在 Assistant API 中,Assistant 会产生两类对话消息流:

  • 文本消息流:在 Assistant 中,由大模型生成的文本消息流。

    for event, data in run_iterator:
        if event == 'thread.message.delta':  # 【对话消息流】消息增量对象,表示有新生成的文本消息片段
            print(data.delta.content.text.value, end='', flush=True)  # 输出这个片段
  • 工具消息流:在 Assistant 中,由工具调用返回的工具消息流。以代码解释器为例:

    for event, data in run_iterator:
        if event == 'thread.run.step.delta':  # 【对话消息流】运行步骤增量对象,表示有新的工具调用
            tool_call = data.delta.step_details.tool_calls[0]
            if getattr(tool_call, 'type', '') == 'code_interpreter':  # 以代码解释器为例
                print(getattr(tool_call.code_interpreter, 'arguments', ''), end='', flush=True)  # 输出将要执行的代码
                print(getattr(tool_call.code_interpreter, 'output', ''), end='', flush=True)  # 输出代码执行结果

    代码解释器,夸克搜索,文生图和计算器支持流式输出。其他 Assistant API 工具不支持流式输出。详情请参阅运行步骤增量对象

至此,您已经了解了构建流式输出的基本方法。接下来您将通过一个案例,构建带有工具调用的流式输出。

示例:代码教学助手(流式输出)

在这个简单的案例中,Assistant 配置了代码解释器工具,实现了文本消息、代码编写和代码执行的流式输出效果。
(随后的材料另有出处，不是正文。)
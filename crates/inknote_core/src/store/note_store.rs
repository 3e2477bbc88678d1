//! Directory-backed note store.
//!
//! # Responsibility
//! - Own the notes directory and every file operation inside it.
//! - Translate filesystem failures into semantic store errors.
//!
//! # Invariants
//! - `create` requires an existing directory (`ensure_directory` first).
//! - `create` over an existing note truncates it without complaint.
//! - `delete` of a missing note is `NotFound`, never a silent success.
//! - Log lines carry metadata only; note titles never reach the log.

use crate::config::CoreConfig;
use crate::model::note::Note;
use crate::store::path::{note_path, title_from_file_name, NotePath};
use log::{debug, error, info};
use std::error::Error;
use std::fmt::{Display, Formatter};
use std::fs::{self, OpenOptions};
use std::io::{self, ErrorKind};
use std::path::{Path, PathBuf};

pub type StoreResult<T> = Result<T, StoreError>;

/// Store error for note file operations.
#[derive(Debug)]
pub enum StoreError {
    /// Filesystem failure (permissions, missing parent, disk full).
    Io { path: PathBuf, source: io::Error },
    /// Requested note has no backing file.
    NotFound(PathBuf),
}

impl StoreError {
    fn io(path: &Path, source: io::Error) -> Self {
        Self::Io {
            path: path.to_path_buf(),
            source,
        }
    }

    /// Maps `ErrorKind::NotFound` to `StoreError::NotFound`, everything else to `Io`.
    fn from_lookup(path: &Path, source: io::Error) -> Self {
        if source.kind() == ErrorKind::NotFound {
            Self::NotFound(path.to_path_buf())
        } else {
            Self::io(path, source)
        }
    }
}

impl Display for StoreError {
    fn fmt(&self, f: &mut Formatter<'_>) -> std::fmt::Result {
        match self {
            Self::Io { path, source } => write!(f, "io error at `{}`: {source}", path.display()),
            Self::NotFound(path) => write!(f, "note not found: `{}`", path.display()),
        }
    }
}

impl Error for StoreError {
    fn source(&self) -> Option<&(dyn Error + 'static)> {
        match self {
            Self::Io { source, .. } => Some(source),
            Self::NotFound(_) => None,
        }
    }
}

/// Note CRUD over one configured directory.
#[derive(Debug, Clone)]
pub struct NoteStore {
    notes_dir: PathBuf,
}

impl NoteStore {
    pub fn new(notes_dir: impl Into<PathBuf>) -> Self {
        Self {
            notes_dir: notes_dir.into(),
        }
    }

    pub fn from_config(config: &CoreConfig) -> Self {
        Self::new(config.notes_dir.clone())
    }

    pub fn notes_dir(&self) -> &Path {
        &self.notes_dir
    }

    /// Creates the notes directory and its parents when absent.
    ///
    /// "Already exists" is success.
    pub fn ensure_directory(&self) -> StoreResult<()> {
        fs::create_dir_all(&self.notes_dir).map_err(|err| {
            error!(
                "event=notes_dir_create module=store status=error kind={:?}",
                err.kind()
            );
            StoreError::io(&self.notes_dir, err)
        })
    }

    /// Lists one note per `.drawing` file, in directory enumeration order.
    ///
    /// Every call generates fresh note ids.
    pub fn list(&self) -> StoreResult<Vec<Note>> {
        let entries =
            fs::read_dir(&self.notes_dir).map_err(|err| StoreError::io(&self.notes_dir, err))?;

        let mut notes = Vec::new();
        for entry in entries {
            let entry = entry.map_err(|err| StoreError::io(&self.notes_dir, err))?;
            let path = entry.path();
            if !path.is_file() {
                continue;
            }
            if let Some(title) = title_from_file_name(&path) {
                notes.push(Note::new(title));
            }
        }

        debug!(
            "event=notes_list module=store status=ok count={}",
            notes.len()
        );
        Ok(notes)
    }

    /// Creates an empty note file and returns its path.
    ///
    /// A missing notes directory surfaces as `Io`.
    pub fn create(&self, title: &str) -> StoreResult<NotePath> {
        let path = self.resolve_path(title);
        OpenOptions::new()
            .write(true)
            .create(true)
            .truncate(true)
            .open(path.as_path())
            .map_err(|err| {
                error!(
                    "event=note_create module=store status=error kind={:?}",
                    err.kind()
                );
                StoreError::io(path.as_path(), err)
            })?;

        info!("event=note_create module=store status=ok");
        Ok(path)
    }

    /// Removes the note file for `title`.
    pub fn delete(&self, title: &str) -> StoreResult<()> {
        let path = self.resolve_path(title);
        fs::remove_file(path.as_path()).map_err(|err| {
            error!(
                "event=note_delete module=store status=error kind={:?}",
                err.kind()
            );
            StoreError::from_lookup(path.as_path(), err)
        })?;

        info!("event=note_delete module=store status=ok");
        Ok(())
    }

    pub fn resolve_path(&self, title: &str) -> NotePath {
        note_path(&self.notes_dir, title)
    }

    pub fn exists(&self, title: &str) -> bool {
        self.resolve_path(title).as_path().is_file()
    }

    /// Reads the raw payload of one note.
    pub fn read_bytes(&self, title: &str) -> StoreResult<Vec<u8>> {
        read_note_file(&self.resolve_path(title))
    }

    /// Overwrites the raw payload of one note, creating the file if needed.
    pub fn write_bytes(&self, title: &str, bytes: &[u8]) -> StoreResult<NotePath> {
        let path = self.resolve_path(title);
        write_note_file(&path, bytes)?;
        Ok(path)
    }
}

/// Reads one note file.
pub fn read_note_file(path: &NotePath) -> StoreResult<Vec<u8>> {
    fs::read(path.as_path()).map_err(|err| StoreError::from_lookup(path.as_path(), err))
}

/// Writes one note file in full.
pub fn write_note_file(path: &NotePath, bytes: &[u8]) -> StoreResult<()> {
    fs::write(path.as_path(), bytes).map_err(|err| StoreError::io(path.as_path(), err))
}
如果您希望了解更多代码解释器的配置方法,请参考代码解释器-功能特性

请确认您已配置 API Key 到环境变量,并安装 DashScope SDK

from dashscope import Assistants, Threads, Runs
import time

class CodeTutorStream:
    """代码教学助手流式输出演示类"""
    
    def __init__(self):
        self.assistant = None
        self.thread = None
        
    def create_assistant(self):
        """创建配置代码解释器的教学助手"""
        self.assistant = Assistants.create(
            model='qwen-plus',
            name="Python教学助手",
            instructions="你是一个耐心的代码教学助手,请用流式输出逐步解释代码",
            tools=[{'type': 'code_interpreter'}]
        )
        print("教学助手初始化完成(已启用代码解释器)\n")

    def start_lesson(self, question):
        """创建教学线程并启动流式对话"""
        self.thread = Threads.create(messages=[{
            'role': 'user',
            'content': question
        }])
        
        print("学生提问:", question)
        print("\n助手思考中...\n")
        
        # 延迟1秒模拟处理时间
        time.sleep(1)
        
        # 启动流式运行
        run_stream = Runs.create(
            self.thread.id,
            assistant_id=self.assistant.id,
            stream=True
        )
        return run_stream

    def process_stream(self, stream):
        message_flag = False
        tool_call_flag = False
        """处理流式输出并模拟教学场景"""
        try:
            for event, data in stream:
                # 处理文本解释
                if event == 'thread.message.delta':
                    if not message_flag:
                        print(f"\n步骤讲解:")
                        message_flag = True
                    text_chunk = data.delta.content.text.value
                    self.simulate_typing(text_chunk)
                
                # 处理代码演示
                if event == 'thread.run.step.delta':
                    if not tool_call_flag:
                        print(f"\n代码演示:")
                        tool_call_flag = True
                    tool_call = data.delta.step_details.tool_calls[0]
                    if getattr(tool_call, 'type', '') == 'code_interpreter':
                        code = getattr(tool_call.code_interpreter, 'arguments', '')
                        output = getattr(tool_call.code_interpreter, 'output', '')
                        
                        self.simulate_typing(code, speed=0.03)
                        self.simulate_typing(output)
                        
        except KeyboardInterrupt:
            stream.close()
            print("\n教学中断")

    @staticmethod
    def simulate_typing(text, speed=0.03):
        """模拟打字机效果输出"""
        for char in text:
            print(char, end='', flush=True)
            time.sleep(speed)

if __name__ == "__main__":
    tutor = CodeTutorStream()
    
    # 创建教学助手
    tutor.create_assistant()
    
    # 设置教学问题
    question = """请详细讲解如何用Python绘制正弦函数图像:
1. 分步骤解释数学原理
2. 演示numpy和matplotlib的用法
3. 展示最终可视化效果"""
    
    # 启动流式教学
    stream = tutor.start_lesson(question)
    
    # 处理实时输出
    tutor.process_stream(stream)

常见问题

在配置流式输出时,如果您遇到代码执行错误,可参阅错误信息排查错误类型。